There is this great book every psychonaut should read. It's called 'Emotional Genius' by Karla Mclaren. She's an ex 'New Age healer' and among other things she has some profound yet disturbing insights into hallucinogens and their influence on human beings. The following insight is from this book:
"I prevented myself from dropping into the healing waters of grief by leaving my body when grievous situations occurred. I didn't stick around long enough to feel any proper feelings; therefore, I didn't learn to make the proper movements in response to pain, fear, sadness, or grief. All four of my grandparents died before I was eleven, but I never grieved or mourned for any of them?"
"As I entered into fire-only spiritual study in my teens, I became further separated from grief. I learned that there was no such thing as death, and that life always continues-in some form or another-no matter what?"

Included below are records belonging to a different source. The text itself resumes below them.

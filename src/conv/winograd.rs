/// Winograd F(2x2, 3x3) convolution.
///
/// Only supports 3x3 kernels with stride=1. For other configurations,
/// the dispatcher falls back to Im2col. Padding is materialised by the caller.

use std::array;

use crate::config::ConvGeometry;
use crate::tensor::Tensor;

type Tile4 = [[f32; 4]; 4];

/// `G * col` for one filter column. G = [1 0 0; .5 .5 .5; .5 -.5 .5; 0 0 1].
#[inline]
fn filter_col(g: [f32; 3]) -> [f32; 4] {
    [g[0], (g[0] + g[1] + g[2]) * 0.5, (g[0] - g[1] + g[2]) * 0.5, g[2]]
}

/// `B^T * col` for one input column.
#[inline]
fn input_col(d: [f32; 4]) -> [f32; 4] {
    [d[0] - d[2], d[1] + d[2], d[2] - d[1], d[1] - d[3]]
}

/// `A^T * col` for one column of the elementwise product.
#[inline]
fn output_col(m: [f32; 4]) -> [f32; 2] {
    [m[0] + m[1] + m[2], m[1] - m[2] - m[3]]
}

/// `T * x * T^T` where `t` applies `T` to a single column.
#[inline]
fn sandwich<const I: usize, const O: usize>(x: &[[f32; I]; I], t: impl Fn([f32; I]) -> [f32; O]) -> [[f32; O]; O] {
    let cols: [[f32; O]; I] = array::from_fn(|j| t(array::from_fn(|i| x[i][j])));
    array::from_fn(|o| t(array::from_fn(|j| cols[j][o])))
}

/// Winograd convolution of an already padded input.
///
/// `padded` is `[batch][ic][H + 2P][W + 2P]`; `output` has the shape
/// `g.output_shape()`. Each input tile is transformed once and reused for every
/// output channel.
pub fn conv2d_winograd(padded: &Tensor, kernel: &Tensor, g: &ConvGeometry, output: &mut Tensor) {
    let (in_channels, out_channels) = (g.in_channels, g.out_channels);
    let (out_h, out_w) = (g.out_height(), g.out_width());

    // U[oc][ic] = G * g * G^T
    let filters: Vec<Tile4> = (0..out_channels * in_channels)
        .map(|i| {
            let (oc, ic) = (i / in_channels, i % in_channels);
            let taps: [[f32; 3]; 3] = array::from_fn(|kh| array::from_fn(|kw| kernel.get(oc, ic, kh, kw)));
            sandwich(&taps, filter_col)
        })
        .collect();

    let mut transformed: Vec<Tile4> = vec![[[0.0; 4]; 4]; in_channels];
    for n in 0..g.batch {
        for th in 0..out_h.div_ceil(2) {
            for tw in 0..out_w.div_ceil(2) {
                let (base_h, base_w) = (th * 2, tw * 2);
                for (ic, v) in transformed.iter_mut().enumerate() {
                    let d: Tile4 = array::from_fn(|dh| {
                        array::from_fn(|dw| {
                            let (ih, iw) = (base_h + dh, base_w + dw);
                            if ih < padded.h && iw < padded.w {
                                padded.get(n, ic, ih, iw)
                            } else {
                                0.0
                            }
                        })
                    });
                    *v = sandwich(&d, input_col);
                }

                for oc in 0..out_channels {
                    let mut acc: Tile4 = [[0.0; 4]; 4];
                    for (u, v) in filters[oc * in_channels..(oc + 1) * in_channels].iter().zip(&transformed) {
                        for r in 0..4 {
                            for c in 0..4 {
                                acc[r][c] += u[r][c] * v[r][c];
                            }
                        }
                    }
                    let y = sandwich(&acc, output_col);

                    // edge tiles may overhang the output
                    for (dy, row) in y.iter().enumerate() {
                        for (dx, &val) in row.iter().enumerate() {
                            let (oh, ow) = (base_h + dy, base_w + dx);
                            if oh < out_h && ow < out_w {
                                output.set(n, oc, oh, ow, val);
                            }
                        }
                    }
                }
            }
        }
    }
}
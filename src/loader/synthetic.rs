use rand::rngs::StdRng;
use rand::{Rng, SeedableRng};

use crate::tensor::FeatureMap;

/// Random binary occupancy grid standing in for a voxelised point cloud.
///
/// Each cell at least `margin` cells away from every edge is set to `1.0`
/// with probability `density` (clamped to `[0, 1]`, NaN counts as zero);
/// cells inside the margin stay zero. The same seed always yields the same map.
pub fn synthetic_feature_map(height: usize, width: usize, density: f64, margin: usize, seed: u64) -> FeatureMap {
    let mut rng = StdRng::seed_from_u64(seed);
    // NaN would reach gen_bool unchanged by clamp
    let density = if density.is_nan() { 0.0 } else { density.clamp(0.0, 1.0) };
    let mut map = FeatureMap::zeros(height, width);
    if height <= 2 * margin || width <= 2 * margin {
        return map;
    }
    for row in margin..height - margin {
        for col in margin..width - margin {
            if rng.gen_bool(density) {
                map.set(row, col, 1.0);
            }
        }
    }
    map
}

"I saw that my lifelong unwillingness to cry and grieve was my way to keep the dead alive. It was my way to stop death in its tracks? I thought this made me stronger, or more spiritual, or more evolved than other people. It didn't. It just trapped me in an immature and unbalanced relationship to the facts of loss and death? I could pontificate about death, and I could fly above death. But I couldn't feel death in my heart?"
"Both the mind and the spirit like to soar above and around life, and they don't understand the need to drop down below life. Grief, however, powerfully overrides our need to fly above, or oversee, or describe the process of death; grief asks us to wade right in and sink down under the water?"

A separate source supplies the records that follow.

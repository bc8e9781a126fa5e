/// Dense convolution baselines.
///
/// Provides the algorithms the sparse engine is compared against: direct
/// (reference), Im2col+GEMM and Winograd F(2x2, 3x3).

mod naive;
mod im2col;
mod winograd;
mod simd;

pub use naive::conv2d_naive;
pub use im2col::conv2d_im2col;
pub use winograd::conv2d_winograd;

use std::fmt;

use crate::config::ConvGeometry;
use crate::error::{Error, Result};
use crate::tensor::Tensor;

/// Selects which dense convolution algorithm to use.
#[derive(Debug, Clone, Copy, PartialEq, Eq)]
pub enum ConvAlgorithm {
    /// Direct nested loops (reference implementation).
    Naive,
    /// Im2col unfolding + tiled GEMM.
    Im2col,
    /// Winograd F(2x2, 3x3). Falls back to Im2col for non-3x3 kernels or stride != 1.
    Winograd,
}

impl ConvAlgorithm {
    pub const ALL: [ConvAlgorithm; 3] = [ConvAlgorithm::Naive, ConvAlgorithm::Im2col, ConvAlgorithm::Winograd];
}

impl fmt::Display for ConvAlgorithm {
    fn fmt(&self, f: &mut fmt::Formatter<'_>) -> fmt::Result {
        match self {
            ConvAlgorithm::Naive => write!(f, "naive"),
            ConvAlgorithm::Im2col => write!(f, "im2col"),
            ConvAlgorithm::Winograd => write!(f, "winograd"),
        }
    }
}

/// `[oc][ic][k][k]` kernel with every weight set to `fill`.
pub fn constant_kernel(g: &ConvGeometry, fill: f32) -> Tensor {
    let [oc, ic, kh, kw] = g.kernel_shape();
    Tensor::filled(oc, ic, kh, kw, fill)
}

/// Run `algorithm` over an NCHW `input` with an `[oc][ic][k][k]` `kernel`.
///
/// Returns a fresh `[batch][oc][out_h][out_w]` tensor.
pub fn conv2d(algorithm: ConvAlgorithm, input: &Tensor, kernel: &Tensor, g: &ConvGeometry) -> Result<Tensor> {
    g.validate()?;
    if input.shape() != g.input_shape() {
        return Err(Error::ShapeMismatch {
            what: "input",
            expected: g.input_shape(),
            got: input.shape(),
        });
    }
    if kernel.shape() != g.kernel_shape() {
        return Err(Error::ShapeMismatch {
            what: "kernel",
            expected: g.kernel_shape(),
            got: kernel.shape(),
        });
    }

    let [n, c, h, w] = g.output_shape();
    let mut output = Tensor::new(n, c, h, w);
    match algorithm {
        ConvAlgorithm::Naive => conv2d_naive(input.data(), kernel.data(), g, output.data_mut()),
        ConvAlgorithm::Im2col => conv2d_im2col(input.data(), kernel.data(), g, output.data_mut()),
        ConvAlgorithm::Winograd => {
            // Winograd only supports 3x3 with stride=1; fall back to Im2col otherwise
            if g.kernel_size == 3 && g.stride == 1 {
                let padded = input.padded(g.padding);
                conv2d_winograd(&padded, kernel, g, &mut output);
            } else {
                conv2d_im2col(input.data(), kernel.data(), g, output.data_mut());
            }
        }
    }
    Ok(output)
}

"We tell each other it was all for the best, or that little Bobby's in a better world now. Our minds devise perfect, tidy explanations, our spirits imagine the departed in heaven or nirvana, our feelings are anaesthetized, our bodies are uninhabited-and we "hold up" very well?"
"I watch people who respond to death by making death unreal and grief unnecessary, just as I once did. They rely heavily on their spiritual beliefs so that death doesn't touch them, or they hide in their intellects and create long, rambling stories about death and loss?People with this coldhearted, benumbed spirituality can't see troubles for what they truly are; they don't realize that pain, illness, poverty and grief are natural and deeply spiritual processes?"
What Carla is saying is that people refuse to FEEL the pain and sorrow death brings us. New Age and so-called "spiritual" people use their intellectual or spiritual beliefs (!) in the afterlife to avoid facing the feelings of loss. It's EASY to imagine our friends or family are in a better place now, but it's hard to acknowledge and feel the fact that as far as we KNOW we will never see, touch or speak to them again. It takes courage to feel and embrace the pain this realization brings. And that is HARD.
-------------------- "Who are you who live in all these many forms? You're death that captures all. You too are the source of all that's gonna be born. You're glory, mercy, peace, truth. You give calm a spirit, understanding, courage, the contented heart."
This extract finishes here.